= Commercial general liability insurance =

Type of insurance policy

Commercial general liability insurance is a broad type of insurance policy that provides liability insurance for general business risks. In the United States insurance market, this is known as Commercial General Liability (CGL).

It is the first line of coverage that a business typically purchases, and it covers many of the common risks that most types of businesses may incur, such as bodily injury or property damage that occur on the business premises or due to the business operations, personal and advertising injury, and medical payments. As with other types of liability insurance, CGL insurance normally imposes on issuing insurers duties both to defend and to indemnify insureds with respect to covered claims.

CGL insurance is generally categorized as an "all-risks" type of insurance, under which it provides coverage for risks unless specifically excluded. Specific risks that are normally excluded from CGL coverage include professional services, pollution, liquor, automobile liability, and directors and officers liability, with separate insurance policies being available to cover these situations. A wide variety of other coverage exclusions, extensions, limitations, and other policy terms and conditions may be included by endorsements to a CGL policy.

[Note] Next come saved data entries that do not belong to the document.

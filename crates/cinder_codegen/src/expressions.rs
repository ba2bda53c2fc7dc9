use cinder_bound::{
  BinaryOperator, BoundExpression, ConstantValue, ExpressionKind, FieldRef, LocalSymbol, MethodRef, UnaryOperator,
};
use cinder_diagnostics::DiagnosticMessage;
use cinder_il::{LabelId, OpCode};
use cinder_type::{
  span::Span,
  types::{Type, TypeId},
};

use crate::{
  error::{EmitCancelled, EmitResult},
  generator::CodeGenerator,
};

A CGL insurance includes both public liability and product liability insurance.

== Construction defects coverage ==
Whether or not general liability insurance covers construction defects or "faulty workmanship" is a matter of some debate, as some insurers have viewed poor workmanship as a risk that is covered by a surety bond rather than an insurance policy given that a construction professional may have some influence (through attention to detail, skill, and effort) over whether such a defect occurs. In certain jurisdictions, manufacturers of component parts continue to have coverage under a Commercial General Liability policy if their component part harms a finished product.